26 Sperber e Wilson Il modello di Sperber e Wilson prende il nome dal sociologo e dalla linguista che l’hanno proposto. Prende il nome di ostensivo-inferenziale perché ha una duplice forte connotazione: pragmatica e cognitiva. È detto ostensivo perché il circuito comunicativo viene avviato dal mittente mediante la presentazione intenzionale di uno stimolo. È detto inferenziale perché la costruzione del senso, nell’ambito dello scambio comunicativo avviene tramite inferenze. Inferenza Si chiama i., il processo mentale con cui si ricavano conseguenze da una o più premesse; esso può avere forma deduttiva, induttiva ed abduttiva. La teoria dell'inferenza deduttiva (che prende corpo nel sillogismo) risale ad Aristotele, mentre quella dell'inferenza induttiva venne formalizzata da Francis Bacon nel XVII secolo; di abduzione, invece, parla il filosofo statunitense Charles Sanders Peirce nel nostro secolo. La deduzione è un procedimento inferenziale che porta da premesse la cui validità è ritenuta universale a conclusioni che hanno validità particolare. La forma tipica del ragionamento deduttivo è quella del sillogismo, il concatenamento di tre proposizioni in cui le prime due fungono da premessa (e sono dette premessa maggiore e premessa minore) per una terza (detta conclusione), che ne consegue necessariamente. L'induzione è il procedimento inferenziale per cui, data una certa quantità di fatti particolari, che fungono da premesse, è possibile formulare, a partire da essi e sulla base di osservazioni precedenti condotte su fatti simili, alcune conclusioni che non hanno carattere di certezza, ma che sono dotate di un grado variabile di probabilità. L'induzione è un procedimento logico che produce asserti in maniera creativa, nel senso che le conclusioni che genera affermano qualcosa che non è contenuto nelle premesse. L'abduzione è il procedimento inferenziale che porta da una premessa maggiore la cui validità è ritenuta universale e da una premessa minore che è solo probabile ad una conclusione che, evidentemente, è solo possibile. Come l'induzione, anche l'abduzione ha carattere innovativo.

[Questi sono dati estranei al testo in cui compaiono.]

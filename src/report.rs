use std::sync::atomic::{AtomicUsize, Ordering};
use tracing::{info, warn};

/// Observability sink for recovered failures. Stages record the failure and
/// carry on; nothing here ever aborts a run.
#[derive(Debug, Default)]
pub struct FailureReport {
    fetch_failures: AtomicUsize,
    scoring_failures: AtomicUsize,
    generation_failures: AtomicUsize,
}

impl FailureReport {
    pub fn record_fetch_failure(&self, article_id: &str, url: &str, reason: &str) {
        self.fetch_failures.fetch_add(1, Ordering::Relaxed);
        warn!(article_id, url, reason, "enrichment failed, falling back to feed summary");
    }

    pub fn record_scoring_failure(&self, article_id: &str, reason: &str) {
        self.scoring_failures.fetch_add(1, Ordering::Relaxed);
        warn!(article_id, reason, "scoring failed, assigning lowest score");
    }

    pub fn record_generation_failure(&self, category: &str, reason: &str) {
        self.generation_failures.fetch_add(1, Ordering::Relaxed);
        warn!(category, reason, "summary generation failed, falling back to title list");
    }

    pub fn fetch_failures(&self) -> usize {
        self.fetch_failures.load(Ordering::Relaxed)
    }

    pub fn scoring_failures(&self) -> usize {
        self.scoring_failures.load(Ordering::Relaxed)
    }

    pub fn generation_failures(&self) -> usize {
        self.generation_failures.load(Ordering::Relaxed)
    }

    pub fn log_totals(&self) {
        info!(
            fetch_failures = self.fetch_failures(),
            scoring_failures = self.scoring_failures(),
            generation_failures = self.generation_failures(),
            "recovered failure totals for this run"
        );
    }
}
use crate::types::{Digest, DigestError, Result};
use reqwest::Client;
use std::time::Duration;
use tracing::{debug, info};

/// Render the digest as a self-contained HTML document: one block per
/// category with the summary followed by links to the covered stories for
/// attribution.
pub fn render_html(digest: &Digest) -> String {
    let mut html = String::from("<html><body>");
    html.push_str(&format!(
        "<p>{} &ndash; {}</p>",
        digest.period_start.format("%Y-%m-%d"),
        digest.period_end.format("%Y-%m-%d"),
    ));
    for section in &digest.sections {
        html.push_str(&format!(
            "<p><b>{}</b></p><p>{}</p>",
            escape(&section.category),
            escape(&section.summary_text)
        ));
        if !section.top_clusters.is_empty() {
            html.push_str("<ul>");
            for cluster in &section.top_clusters {
                html.push_str(&format!(
                    "<li><a href=\"{}\">{}</a></li>",
                    escape(&cluster.canonical.url),
                    escape(&cluster.canonical.title)
                ));
            }
            html.push_str("</ul>");
        }
        html.push_str("<br>");
    }
    html.push_str("</body></html>");
    html
}

fn escape(text: &str) -> String {
    text.replace('&', "&amp;")
        .replace('<', "&lt;")
        .replace('>', "&gt;")
        .replace('"', "&quot;")
}

/// Delivery adapter over the Mailgun HTTP API.
pub struct MailgunDelivery {
    client: Client,
    domain: String,
    api_key: String,
    sender_name: String,
    sender_email: String,
    recipient_email: String,
}

impl MailgunDelivery {
    /// Read credentials from the environment. Missing variables are a
    /// configuration failure surfaced before any sending is attempted.
    pub fn from_env() -> Result<Self> {
        let client = Client::builder()
            .timeout(Duration::from_secs(30))
            .build()
            .expect("failed to create HTTP client");
        Ok(Self {
            client,
            domain: env_var("MAILGUN_DOMAIN")?,
            api_key: env_var("MAILGUN_API_KEY")?,
            sender_name: env_var("SENDER_NAME")?,
            sender_email: env_var("SENDER_EMAIL")?,
            recipient_email: env_var("RECIPIENT_EMAIL")?,
        })
    }

    pub async fn deliver(&self, digest: &Digest) -> Result<()> {
        let html = render_html(digest);
        let subject = format!(
            "Weekly news digest ({} - {})",
            digest.period_start.format("%Y-%m-%d"),
            digest.period_end.format("%Y-%m-%d"),
        );
        let url = format!("https://api.mailgun.net/v3/{}/messages", self.domain);
        debug!(recipient = %self.recipient_email, "sending digest email");

        let response = self
            .client
            .post(&url)
            .basic_auth("api", Some(&self.api_key))
            .form(&[
                (
                    "from",
                    format!("{} <{}>", self.sender_name, self.sender_email),
                ),
                ("to", self.recipient_email.clone()),
                ("subject", subject),
                ("html", html),
            ])
            .send()
            .await?;

        let status = response.status();
        if !status.is_success() {
            let body = response.text().await.unwrap_or_default();
            return Err(DigestError::Delivery(format!(
                "mailgun returned {}: {}",
                status, body
            )));
        }
        info!(recipient = %self.recipient_email, "digest email sent");
        Ok(())
    }
}

fn env_var(name: &str) -> Result<String> {
    std::env::var(name)
        .map_err(|_| DigestError::Config(format!("environment variable {} is not set", name)))
}
use crate::ranker::{ScoreModel, SCORE_MAX, SCORE_MIN};
use crate::summarizer::SummaryModel;
use crate::types::{DigestError, Result};
use async_trait::async_trait;
use reqwest::Client;
use serde::{Deserialize, Serialize};
use std::time::Duration;
use tracing::debug;

const OPENAI_CHAT_URL: &str = "https://api.openai.com/v1/chat/completions";
const DEFAULT_MODEL: &str = "gpt-4o-mini";

// Keep scoring prompts inside typical context limits.
const MAX_PROMPT_CHARS: usize = 6000;

/// Thin chat-completions adapter implementing both model capabilities.
/// Temperature 0 keeps scoring reproducible for identical inputs.
pub struct OpenAiModel {
    client: Client,
    api_key: String,
    model: String,
    temperature: f32,
}

impl OpenAiModel {
    pub fn new(api_key: String) -> Self {
        let client = Client::builder()
            .timeout(Duration::from_secs(60))
            .build()
            .expect("failed to create HTTP client");
        Self {
            client,
            api_key,
            model: DEFAULT_MODEL.to_string(),
            temperature: 0.0,
        }
    }

    pub fn with_model(mut self, model: impl Into<String>) -> Self {
        self.model = model.into();
        self
    }

    /// Build from `OPENAI_API_KEY` if it is set.
    pub fn from_env() -> Option<Self> {
        std::env::var("OPENAI_API_KEY")
            .ok()
            .filter(|key| !key.is_empty())
            .map(Self::new)
    }

    async fn chat(&self, prompt: String) -> Result<String> {
        let request = ChatRequest {
            model: self.model.clone(),
            temperature: self.temperature,
            messages: vec![ChatMessage {
                role: "user".to_string(),
                content: prompt,
            }],
        };
        let response: ChatResponse = self
            .client
            .post(OPENAI_CHAT_URL)
            .bearer_auth(&self.api_key)
            .json(&request)
            .send()
            .await?
            .error_for_status()?
            .json()
            .await?;
        response
            .choices
            .into_iter()
            .next()
            .map(|c| c.message.content)
            .ok_or_else(|| DigestError::Model("chat response contained no choices".to_string()))
    }
}

#[async_trait]
impl ScoreModel for OpenAiModel {
    async fn score(&self, text: &str) -> Result<f64> {
        let excerpt = truncate_chars(text, MAX_PROMPT_CHARS);
        let prompt = format!(
            "Rate the importance of the following news story on a scale from {} to {}, \
             where {} means a routine local item and {} means a major event with wide impact. \
             Respond with a single number and nothing else.\n\n{}",
            SCORE_MIN as i64, SCORE_MAX as i64, SCORE_MIN as i64, SCORE_MAX as i64, excerpt
        );
        let reply = self.chat(prompt).await?;
        reply
            .trim()
            .parse::<f64>()
            .map(|s| s.clamp(SCORE_MIN, SCORE_MAX))
            .map_err(|_| DigestError::Model(format!("unparseable score reply: {:?}", reply)))
    }
}

#[async_trait]
impl SummaryModel for OpenAiModel {
    async fn generate_summary(&self, category: &str, items: &[(String, String)]) -> Result<String> {
        let mut prompt = format!(
            "You are a news digest writer. Summarize the following {} stories into one \
             concise paragraph of about 120 words for a reader who has not followed the \
             news this week. Highlight only the most important and impactful events and \
             weave them into a coherent narrative.\n\n",
            category
        );
        for (title, text) in items {
            prompt.push_str(&format!(
                "- {}:\n{}\n\n",
                title,
                truncate_chars(text, MAX_PROMPT_CHARS / items.len().max(1))
            ));
        }
        debug!(category, stories = items.len(), "requesting category summary");
        self.chat(prompt).await
    }
}

#[derive(Serialize)]
struct ChatRequest {
    model: String,
    temperature: f32,
    messages: Vec<ChatMessage>,
}

#[derive(Serialize)]
struct ChatMessage {
    role: String,
    content: String,
}

#[derive(Deserialize)]
struct ChatResponse {
    choices: Vec<ChatChoice>,
}

#[derive(Deserialize)]
struct ChatChoice {
    message: ChatReplyMessage,
}

#[derive(Deserialize)]
struct ChatReplyMessage {
    content: String,
}

/// Deterministic offline model used when no API key is configured and by
/// tests. Scoring is a monotonic function of text length; summaries are
/// extractive.
pub struct HeuristicModel;

#[async_trait]
impl ScoreModel for HeuristicModel {
    async fn score(&self, text: &str) -> Result<f64> {
        let words = text.split_whitespace().count();
        Ok(((words.min(400) as f64) / 400.0) * SCORE_MAX)
    }
}

#[async_trait]
impl SummaryModel for HeuristicModel {
    async fn generate_summary(&self, _category: &str, items: &[(String, String)]) -> Result<String> {
        let parts: Vec<String> = items
            .iter()
            .map(|(title, text)| format!("{}: {}", title, first_sentence(text)))
            .collect();
        Ok(parts.join(" "))
    }
}

fn first_sentence(text: &str) -> String {
    match text.find('.') {
        Some(idx) => text[..=idx].trim().to_string(),
        None => truncate_chars(text, 160).trim().to_string(),
    }
}

fn truncate_chars(text: &str, max_chars: usize) -> String {
    text.chars().take(max_chars).collect()
}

27 Sperber e Wilson: i dettagli
La teoria che origina il modello si basa su due principi fondamentali: quello della rilevanza e quello dell’economia. Principio della rilevanza: entrano in un circuito comunicativo solo gli elementi che sono rilevanti per il destinatario, in un determinato contesto ed in una precisa circostanza. È rilevante ciò che, in un determinato contesto, provoca effetti cognitivamente significativi.

28 Sperber e Wilson: i dettagli
Principio dell’economia: nella comunicazione, vige una tendenza a minimizzare gli sforzi cognitivi. A parità di vantaggio, appaiono, di conseguenza, più rilevanti (e quindi più ammissibili nel circuito cognitivo) i messaggi la cui comprensione richiede minore attivazione di risorse. Anche il modello di S. e W. appare dunque orientato a riconoscere gli aspetti extralinguistici, relazionali ed ambientali della comunicazione.